Shen Wei at the Metropolitan Museum of Art

By Rachel Straus

Shen Wei makes dances that read like landscape paintings. So it made perfect sense when Shen Wei Dance Arts installed itself for two nights (June 6 and 13) at the Metropolitan Museum of Art. The Chinese-born choreographer designs costumes and paints backdrops that fuse with his serene movement style. But rather than making a backdrop for three dances (seen June 13), Shen Wei used a space where marble and bronze statues dwell: the Charles Engelhard Court of the American Wing. It’s a theatrical setting bar none. To live and recorded music for a sold-out crowd, Shen Wei’s 17 dancers initially possessed statue-like stillness. And like the statues in the Engelhard Court, the dancers were mostly naked.
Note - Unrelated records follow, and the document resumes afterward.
//! Inbound and outbound message type definitions.
//!
//! Every frame is a JSON object tagged by `type`.

use chrono::{DateTime, Utc};
use serde::{Deserialize, Serialize};

use tidewatch_core::events::{EventKind, Room};

/// Messages sent by the client to the server.
#[derive(Debug, Clone, Serialize, Deserialize)]
#[serde(tag = "type", rename_all = "snake_case")]
pub enum InboundMessage {
    /// Subscribe to a room.
    Subscribe {
        /// Wire room name, e.g. `geo:13:80`.
        room: String,
    },
    /// Unsubscribe from a room.
    Unsubscribe {
        /// Wire room name.
        room: String,
    },
    /// Keepalive ping.
    Ping {
        /// Client timestamp, echoed back.
        #[serde(default)]
        timestamp: Option<i64>,
    },
}

/// Messages sent by the server to the client.
#[derive(Debug, Clone, Serialize, Deserialize)]
#[serde(tag = "type", rename_all = "snake_case")]
pub enum OutboundMessage {
    /// A lifecycle event published to a room.
    Event {
        /// Room the event was published to.
        room: Room,
        /// Per-room sequence number.
        seq: u64,
        /// Event kind.
        event: EventKind,
        /// Event payload.
        payload: serde_json::Value,
        /// When the event was fanned out.
        timestamp: DateTime<Utc>,
    },
    /// Subscription confirmed.
    Subscribed {
        /// Room name.
        room: Room,
    },
    /// Unsubscription confirmed.
    Unsubscribed {
        /// Room name.
        room: Room,
    },
    /// Keepalive answer.
    Pong {
        /// Echoed client timestamp, or the server time when absent.
        timestamp: i64,
    },
    /// Error reply.
    Error {
        /// Machine readable error code.
        code: String,
        /// Error description.
        message: String,
    },
}

impl OutboundMessage {
    /// Build an error reply.
    pub fn error(code: &str, message: impl Into<String>) -> Self {
        Self::Error {
            code: code.to_string(),
            message: message.into(),
        }
    }

    /// Encode as a JSON text frame.
    pub fn encode(&self) -> Result<String, serde_json::Error> {
        serde_json::to_string(self)
    }
}

#[cfg(test)]
mod tests {
    use super::*;

    #[test]
    fn test_inbound_ping_timestamp_is_optional() {
        let msg: InboundMessage = serde_json::from_str(r#"{"type":"ping"}"#).unwrap();
        assert!(matches!(msg, InboundMessage::Ping { timestamp: None }));
    }

    #[test]
    fn test_event_frame_uses_wire_names() {
        let frame = OutboundMessage::Event {
            room: Room::parse("geo:13:80").unwrap(),
            seq: 4,
            event: EventKind::NewAlert,
            payload: serde_json::json!({"id": "a"}),
            timestamp: Utc::now(),
        };
        let value: serde_json::Value = serde_json::from_str(&frame.encode().unwrap()).unwrap();
        assert_eq!(value["type"], "event");
        assert_eq!(value["room"], "geo:13:80");
        assert_eq!(value["event"], "new_alert");
        assert_eq!(value["seq"], 4);
    }
}
//! User domain entities.

pub mod model;
pub mod preference;
pub mod role;
pub mod stats;

pub use model::{CreateUser, User};
pub use preference::NotificationPreferences;
pub use role::UserRole;
pub use stats::UserStats;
The event marked the Metropolitan Museum of Art’s first foray into hosting a site specific performance. Earlier this year Shen Wei toured the museum, looking for the ideal space to present his choreography, which is influenced by Chinese opera (of which he trained for a decade), calligraphy, and modern dance (of which he performed in his native China). The fact that Shen Wei chose the American wing may say something about his chosen affiliations. In 2000, Shen Wei adopted the U.S. as his home and incorporated ideas from Abstract expressionism, particularly the notion that art need not be representational.

At the Engelhard Court’s western end, a floor to ceiling sheet of glass creates the impression that Central Park is part of the space. The glass roof, where the setting sun’s rays passed through, gave Shen Wei’s evening an added sense of natural beauty. At the court’s northern end, the facade of a neo-classical bank (once located on Wall Street) was used as an entranceway for the dancers. When a naked Joan Wadopian exited via the façade’s grand staircase, she trailed a red swath of fabric. This vision reminded me of a scene from Stanley Kubrick’s “Eyes Wide Shut.”

The most compelling work of the evening, which included the aforesaid exit, was Shen Wei’s restaging of “Near the Terrace.” The 2000 work to Arvo Pärt’s famously sacred, minimalist compositions, “fur Alina” and “Spiegel Im Spiegel,” began with the dancers arranged among the statues like statuary. Standing, sitting, and reclining, they did not move for a long time. Because their bodies and faces were coated in white powder, they resembled Butoh practitioners, renowned for their slow, hyper-controlled motions. Shen Wei’s dancers mesmerized, reminding this reviewer of sleepwalkers. Their faces expressed intense focus. They looked like they were performing a mysterious rite. They became statues that had come to life.

Pianist Avner Arad and violinist Aaron Boyd performed Pärt’s solemn music behind two immense wrestlers. The delicacy of their playing stood in stark contrast to the marble figures in the act of pummeling each other.

Whether intentional or not there were other moments of absurdity. At the near end of “Terrace,” a male dancer donned an enormous red crepe hat. When the colorfully clad man marched forward, it was funny—and a welcome change in a dance where seriousness of intent and slowness of walk reigned.

Two new works, “Transition” and “Internal External #1,” incorporated the screeching electronic sounds made by Daniel Burke. In “Transition” Burke’s music offered a sense of what it would be like to be inside a cyclone. Not so nice. Meanwhile Hunter Carter and Wadopian climbed a ramp and lowered themselves into black paint. The dancers emerged like huge birds that had fallen into an oil slick. Then they executed mechanized movements as though they were robots on an assembly line. Modernity can be killing, this dance seemed to say.

In “Internal External #1” 14 dancers’ sharp and smooth, slow and fast, balancing and falling, solo and group movements were juxtaposed. Burke’s repetitive clanging soundscape evoked an industrial hell. But at the end, there was bird chirping. The company, many of who are new, looked like they could have used more rehearsals; they occasionally looked unsure of themselves.

At these times, my eyes wandered across the crowd. The gala guests and special invitees sat on the first level while the rest stood, watching from the second and third-floor galleries above. This wasn’t just a dance lover’s crowd. What did they make of this evening? My hope is that they saw Shen Wei as a landscape choreographer, an artist whose work is wholly fitting for a museum.